Banksia baxteri, commonly known as Baxter's banksia or bird's nest banksia, is a species of shrub that is endemic to Western Australia. It has greyish brown bark, hairy stems, deeply serrated leaves with triangular lobes and lemon-yellow flowers in an oval flower spike that grows on the end of branches.

==Description==
Banksia baxteri is an erect shrub that typically groups to a height of 1–5 m and that does not form a lignotuber. The branchlets and leaves are densely covered with woolly, white hairs when young. The leaves are wedge-shaped, 70–170 mm long and 25–75 mm wide in outline on a petiole 5–15 mm long, divided to the midlobe with between four and seven triangular lobes on each side surrounded by V-shaped spaces. The flowers are arranged in a broad oval inflorescence 75–86 mm wide on the ends of branches, the individual flowers lemon-yellow with a perianth 39–43 mm long and the pistil 42–49 mm long. Flowering occurs from December to May but mainly from January to March. Only a few follicles 35–42 mm long, 17–22 mm high and 15–20 mm wide develop surrounded by the old flowers.

==Taxonomy and naming==
Banksia baxteri was first formally described in 1830 by Robert Brown in the supplement to his Prodromus. The type specimens were collected by William Baxter in the mountains near King George Sound in 1829.

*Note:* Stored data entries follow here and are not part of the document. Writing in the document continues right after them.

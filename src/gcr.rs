//! GCRデコードROM（2048バイト）
//!
//! 読み取り側アドレス: `0x400 | シフトレジスタ(10bit)`
//! 書き込み側アドレス: `0x200 | (wd & 0xf0) << 1 | wrsync << 4 | (wd & 0x0f)`
//!
//! ROM出力 e とアドレス i を組み合わせてバイト／コード語を作る。
//! i のビット2とビット7は5ビット符号のビット2と一致するのでROMを通らない。

use std::borrow::Cow;
use std::fs;
use std::path::Path;

use crate::error::FdcError;

pub const GCR_ROM_SIZE: usize = 0x800;

/// 読み取り側出力: 有効なコード語
pub const GCR_VALID: u8 = 0x08;

const READ_BASE: u16 = 0x400;
const WRITE_BASE: u16 = 0x200;

/// 1コード語のビット数
pub const GCR_CODE_BITS: u32 = 10;

/// 同期パターン（10ビットすべて1）
pub const GCR_SYNC_PATTERN: u16 = 0x3ff;

/// 4ビット → 5ビット符号
pub const GCR_NIBBLE_CODES: [u8; 16] = [
    0x0a, 0x0b, 0x12, 0x13, 0x0e, 0x0f, 0x16, 0x17,
    0x09, 0x19, 0x1a, 0x1b, 0x0d, 0x1d, 0x1e, 0x15,
];

const fn nibble_of(code: u8) -> Option<u8> {
    let mut n = 0;
    while n < 16 {
        if GCR_NIBBLE_CODES[n] == code {
            return Some(n as u8);
        }
        n += 1;
    }
    None
}

/// 書き込み側ROMアドレス
#[inline]
pub const fn write_index(data: u8, wrsync: bool) -> u16 {
    WRITE_BASE | ((data as u16) & 0xf0) << 1 | (wrsync as u16) << 4 | (data as u16) & 0x0f
}

/// 読み取り側ROMアドレス
#[inline]
pub const fn read_index(shift_reg: u16) -> u16 {
    READ_BASE | (shift_reg & 0x3ff)
}

/// ROM出力とアドレスからデータバイトを組み立てる
#[inline]
pub const fn gcr_decode(e: u8, i: u16) -> u8 {
    ((e >> 6) & 1) << 7
        | (((i >> 7) & 1) as u8) << 6
        | (e & 0x33)
        | ((e >> 2) & 1) << 3
        | (i & 0x04) as u8
}

/// ROM出力とアドレスから10ビットのコード語を組み立てる
#[inline]
pub const fn gcr_encode(e: u8, i: u16) -> u16 {
    let e = e as u16;
    (e & 0xc0) << 2 | (i & 0x80) | (e & 0x3c) << 1 | (i & 0x04) | (e & 0x03)
}

const fn build_rom() -> [u8; GCR_ROM_SIZE] {
    let mut rom = [0u8; GCR_ROM_SIZE];

    // 書き込み側: e7..e4 = 上位符号の bit4,3,1,0 / e3..e0 = 下位符号の bit4,3,1,0
    let mut wd = 0usize;
    while wd < 256 {
        let hi = GCR_NIBBLE_CODES[wd >> 4];
        let lo = GCR_NIBBLE_CODES[wd & 0x0f];
        let e = (hi & 0x18) << 3 | (hi & 0x03) << 4 | (lo & 0x18) >> 1 | (lo & 0x03);
        rom[write_index(wd as u8, false) as usize] = e;
        rom[write_index(wd as u8, true) as usize] = 0xff;
        wd += 1;
    }

    // 読み取り側: 両方の5ビット符号が有効なときだけ GCR_VALID を立てる
    let mut code = 0usize;
    while code < 0x400 {
        let hi = nibble_of(((code >> 5) & 0x1f) as u8);
        let lo = nibble_of((code & 0x1f) as u8);
        if let (Some(h), Some(l)) = (hi, lo) {
            rom[READ_BASE as usize | code] =
                (l & 0x03) | (l & 0x08) >> 1 | GCR_VALID | (h & 0x03) << 4 | (h & 0x08) << 3;
        }
        code += 1;
    }
    rom
}

static BUILTIN_ROM: [u8; GCR_ROM_SIZE] = build_rom();

/// GCR ROMイメージ（内蔵テーブルまたは外部ダンプ）
#[derive(Debug, Clone, PartialEq, Eq)]
pub struct GcrRom {
    table: Cow<'static, [u8; GCR_ROM_SIZE]>,
}

impl Default for GcrRom {
    fn default() -> Self {
        Self::builtin()
    }
}

impl GcrRom {
    pub fn builtin() -> Self {
        GcrRom {
            table: Cow::Borrowed(&BUILTIN_ROM),
        }
    }

    /// 外部ダンプから作成
    pub fn from_bytes(data: &[u8]) -> Result<Self, FdcError> {
        let table: [u8; GCR_ROM_SIZE] = data.try_into().map_err(|_| FdcError::RomSize {
            expected: GCR_ROM_SIZE,
            actual: data.len(),
        })?;
        Ok(GcrRom {
            table: Cow::Owned(table),
        })
    }

    pub fn load<P: AsRef<Path>>(path: P) -> Result<Self, FdcError> {
        let data = fs::read(path)?;
        Self::from_bytes(&data)
    }

    pub fn is_builtin(&self) -> bool {
        matches!(self.table, Cow::Borrowed(_))
    }

    #[inline]
    pub fn entry(&self, index: u16) -> u8 {
        self.table[index as usize & (GCR_ROM_SIZE - 1)]
    }

    /// バイトを10ビットのコード語に変換
    pub fn encode(&self, data: u8, wrsync: bool) -> u16 {
        let i = write_index(data, wrsync);
        gcr_encode(self.entry(i), i)
    }

    /// コード語をバイトに戻す。不正なコード語は `None`
    pub fn decode(&self, code: u16) -> Option<u8> {
        let i = read_index(code);
        let e = self.entry(i);
        if e & GCR_VALID == 0 {
            None
        } else {
            Some(gcr_decode(e, i))
        }
    }
}

#[cfg(test)]
mod tests {
    use super::*;

    #[test]
    fn test_round_trip_every_byte() {
        let rom = GcrRom::builtin();
        for b in 0..=255u8 {
            let code = rom.encode(b, false);
            assert!(code <= 0x3ff);
            assert_eq!(rom.decode(code), Some(b), "byte {:02X} code {:03X}", b, code);
        }
    }

    #[test]
    fn test_invalid_codes_are_rejected() {
        let rom = GcrRom::builtin();
        let valid = (0..0x400u16).filter(|&c| rom.decode(c).is_some()).count();
        assert_eq!(valid, 256);
        assert_eq!(rom.decode(GCR_SYNC_PATTERN), None);
        assert_eq!(rom.decode(0x000), None);
    }

    #[test]
    fn test_sync_write_needs_ff() {
        let rom = GcrRom::builtin();
        assert_eq!(rom.encode(0xff, true), GCR_SYNC_PATTERN);
        // bit6 / bit2 はROMを通らない
        assert_eq!(rom.encode(0x00, true), GCR_SYNC_PATTERN & !0x84);
    }

    #[test]
    fn test_run_length_limits() {
        let rom = GcrRom::builtin();
        for a in 0..=255u8 {
            for b in [0x00u8, 0x55, 0xa5, 0xff] {
                let stream = (rom.encode(a, false) as u32) << 10 | rom.encode(b, false) as u32;
                let mut zeros = 0;
                let mut ones = 0;
                for bit in (0..20).rev() {
                    if stream >> bit & 1 == 0 {
                        zeros += 1;
                        ones = 0;
                    } else {
                        ones += 1;
                        zeros = 0;
                    }
                    assert!(zeros <= 2, "{:02X} {:02X}", a, b);
                    assert!(ones < 10, "{:02X} {:02X}", a, b);
                }
            }
        }
    }

    #[test]
    fn test_rom_from_bytes() {
        assert!(matches!(
            GcrRom::from_bytes(&[0u8; 100]),
            Err(FdcError::RomSize { expected: GCR_ROM_SIZE, actual: 100 })
        ));
        let copy = GcrRom::from_bytes(&BUILTIN_ROM[..]).unwrap();
        assert!(!copy.is_builtin());
        assert_eq!(copy.encode(0xa5, false), GcrRom::builtin().encode(0xa5, false));
    }
}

In 1891, Otto Kuntze, in his Revisio Generum Plantarum, rejected the generic name Banksia L.f., on the grounds that the name Banksia had previously been published in 1776 as Banksia J.R.Forst & G.Forst, referring to the genus now known as Pimelea. Kuntze proposed Sirmuellera as an alternative, referring to this species as Sirmuellera baxteri. This application of the principle of priority was largely ignored by Kuntze's contemporaries, and Banksia L.f. was formally conserved and Sirmuellera rejected in 1940.

==Distribution and habitat==
Baxter's banksia grows with other shrubs such as Lambertia inermis, usually in deep sand and mostly occurs within 50 km of the coast between East Mount Barren and Israelite Bay.

==Conservation status==
This banksia is classified as "not threatened" by the Western Australian Government Department of Parks and Wildlife.

==Ecology==
A 1980 field study at Cheyne Beach showed it to be pollinated by the New Holland honeyeater and white-cheeked honeyeater.

Banksia baxteri is serotinous, that is, it has an aerial seed bank in its canopy in the form of the follicles of the old flower spikes. These are opened with fire and release seed in large numbers, which germinate and grow after rain. Seed can last for many years; old spikes 9 to 12 years old have been found to have seed that remains 100% viable.

==Use in horticulture==
Seeds do not require any treatment, and take 21 to 42 days to germinate.